- Task instructions -
Go through the listing below and say how many lines include "await". Give the number by itself.

- Available data -
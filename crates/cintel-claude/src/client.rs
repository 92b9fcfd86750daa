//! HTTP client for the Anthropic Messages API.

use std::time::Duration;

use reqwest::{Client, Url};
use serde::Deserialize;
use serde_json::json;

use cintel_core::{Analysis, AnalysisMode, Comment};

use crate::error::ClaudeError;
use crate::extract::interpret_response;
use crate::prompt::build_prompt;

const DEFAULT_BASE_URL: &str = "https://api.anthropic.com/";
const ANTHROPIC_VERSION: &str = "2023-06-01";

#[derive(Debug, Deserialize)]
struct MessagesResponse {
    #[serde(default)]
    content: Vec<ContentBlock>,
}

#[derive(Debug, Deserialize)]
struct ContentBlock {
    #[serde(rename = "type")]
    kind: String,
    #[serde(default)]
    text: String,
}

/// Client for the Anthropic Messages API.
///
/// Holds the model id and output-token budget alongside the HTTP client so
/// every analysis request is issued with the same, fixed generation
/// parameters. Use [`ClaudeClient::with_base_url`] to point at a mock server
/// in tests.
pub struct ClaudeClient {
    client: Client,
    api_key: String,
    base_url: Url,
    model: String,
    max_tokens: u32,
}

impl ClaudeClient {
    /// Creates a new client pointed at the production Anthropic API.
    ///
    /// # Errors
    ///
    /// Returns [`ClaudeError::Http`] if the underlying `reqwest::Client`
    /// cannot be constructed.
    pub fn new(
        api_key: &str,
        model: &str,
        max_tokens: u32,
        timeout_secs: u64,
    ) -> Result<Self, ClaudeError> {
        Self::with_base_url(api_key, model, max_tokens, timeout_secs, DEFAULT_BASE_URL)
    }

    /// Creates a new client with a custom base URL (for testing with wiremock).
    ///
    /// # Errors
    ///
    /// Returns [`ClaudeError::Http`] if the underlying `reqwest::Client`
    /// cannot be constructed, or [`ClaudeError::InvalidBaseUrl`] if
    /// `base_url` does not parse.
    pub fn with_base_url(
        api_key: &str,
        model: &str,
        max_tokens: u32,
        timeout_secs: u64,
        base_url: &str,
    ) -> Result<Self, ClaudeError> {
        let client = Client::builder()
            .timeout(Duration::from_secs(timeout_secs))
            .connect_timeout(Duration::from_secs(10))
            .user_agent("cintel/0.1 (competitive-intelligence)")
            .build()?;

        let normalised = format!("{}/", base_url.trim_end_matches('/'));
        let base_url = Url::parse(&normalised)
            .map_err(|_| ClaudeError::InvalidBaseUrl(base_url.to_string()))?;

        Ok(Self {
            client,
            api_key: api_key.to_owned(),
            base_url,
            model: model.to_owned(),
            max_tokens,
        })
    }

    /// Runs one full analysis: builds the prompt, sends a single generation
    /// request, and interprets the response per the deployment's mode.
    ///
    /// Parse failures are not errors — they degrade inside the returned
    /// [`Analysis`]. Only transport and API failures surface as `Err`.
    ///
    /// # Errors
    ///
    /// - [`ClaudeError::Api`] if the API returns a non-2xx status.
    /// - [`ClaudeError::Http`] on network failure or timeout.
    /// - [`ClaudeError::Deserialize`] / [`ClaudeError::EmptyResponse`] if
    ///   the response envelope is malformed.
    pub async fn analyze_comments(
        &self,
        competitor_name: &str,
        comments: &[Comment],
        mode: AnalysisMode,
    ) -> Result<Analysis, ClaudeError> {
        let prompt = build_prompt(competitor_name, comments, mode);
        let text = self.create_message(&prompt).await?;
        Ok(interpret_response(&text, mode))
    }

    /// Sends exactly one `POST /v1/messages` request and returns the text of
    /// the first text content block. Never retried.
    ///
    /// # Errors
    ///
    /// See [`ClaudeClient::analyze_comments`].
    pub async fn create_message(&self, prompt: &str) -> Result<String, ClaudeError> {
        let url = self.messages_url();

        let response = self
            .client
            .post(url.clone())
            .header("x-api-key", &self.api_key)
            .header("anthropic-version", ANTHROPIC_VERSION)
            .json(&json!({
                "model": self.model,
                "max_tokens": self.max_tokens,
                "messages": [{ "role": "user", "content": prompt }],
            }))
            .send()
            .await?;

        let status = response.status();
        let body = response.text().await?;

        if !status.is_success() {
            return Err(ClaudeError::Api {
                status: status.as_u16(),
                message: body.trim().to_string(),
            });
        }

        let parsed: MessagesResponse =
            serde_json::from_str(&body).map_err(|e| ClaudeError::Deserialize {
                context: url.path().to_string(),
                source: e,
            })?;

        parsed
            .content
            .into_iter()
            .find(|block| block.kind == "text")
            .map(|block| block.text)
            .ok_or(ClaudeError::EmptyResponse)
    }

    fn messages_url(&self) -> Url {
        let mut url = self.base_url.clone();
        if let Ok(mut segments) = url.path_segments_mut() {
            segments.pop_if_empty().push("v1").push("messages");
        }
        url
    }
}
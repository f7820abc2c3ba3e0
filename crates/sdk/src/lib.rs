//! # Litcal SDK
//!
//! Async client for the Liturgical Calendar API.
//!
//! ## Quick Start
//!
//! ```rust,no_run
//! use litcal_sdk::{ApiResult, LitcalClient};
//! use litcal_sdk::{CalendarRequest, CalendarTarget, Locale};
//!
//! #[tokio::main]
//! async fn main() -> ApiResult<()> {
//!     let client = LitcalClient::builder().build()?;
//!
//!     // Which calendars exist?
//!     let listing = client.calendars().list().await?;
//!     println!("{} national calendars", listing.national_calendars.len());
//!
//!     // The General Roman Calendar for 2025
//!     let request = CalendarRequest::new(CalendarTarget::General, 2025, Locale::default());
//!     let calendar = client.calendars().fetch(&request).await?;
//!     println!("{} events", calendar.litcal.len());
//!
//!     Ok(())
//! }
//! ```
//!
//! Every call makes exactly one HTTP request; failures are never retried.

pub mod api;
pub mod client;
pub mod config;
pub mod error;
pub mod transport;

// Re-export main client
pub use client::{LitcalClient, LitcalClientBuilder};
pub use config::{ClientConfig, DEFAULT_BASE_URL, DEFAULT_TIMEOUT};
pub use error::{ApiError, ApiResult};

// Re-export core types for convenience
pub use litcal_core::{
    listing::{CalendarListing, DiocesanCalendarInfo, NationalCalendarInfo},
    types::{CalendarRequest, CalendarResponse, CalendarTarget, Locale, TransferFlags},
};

- Reply to the task -
5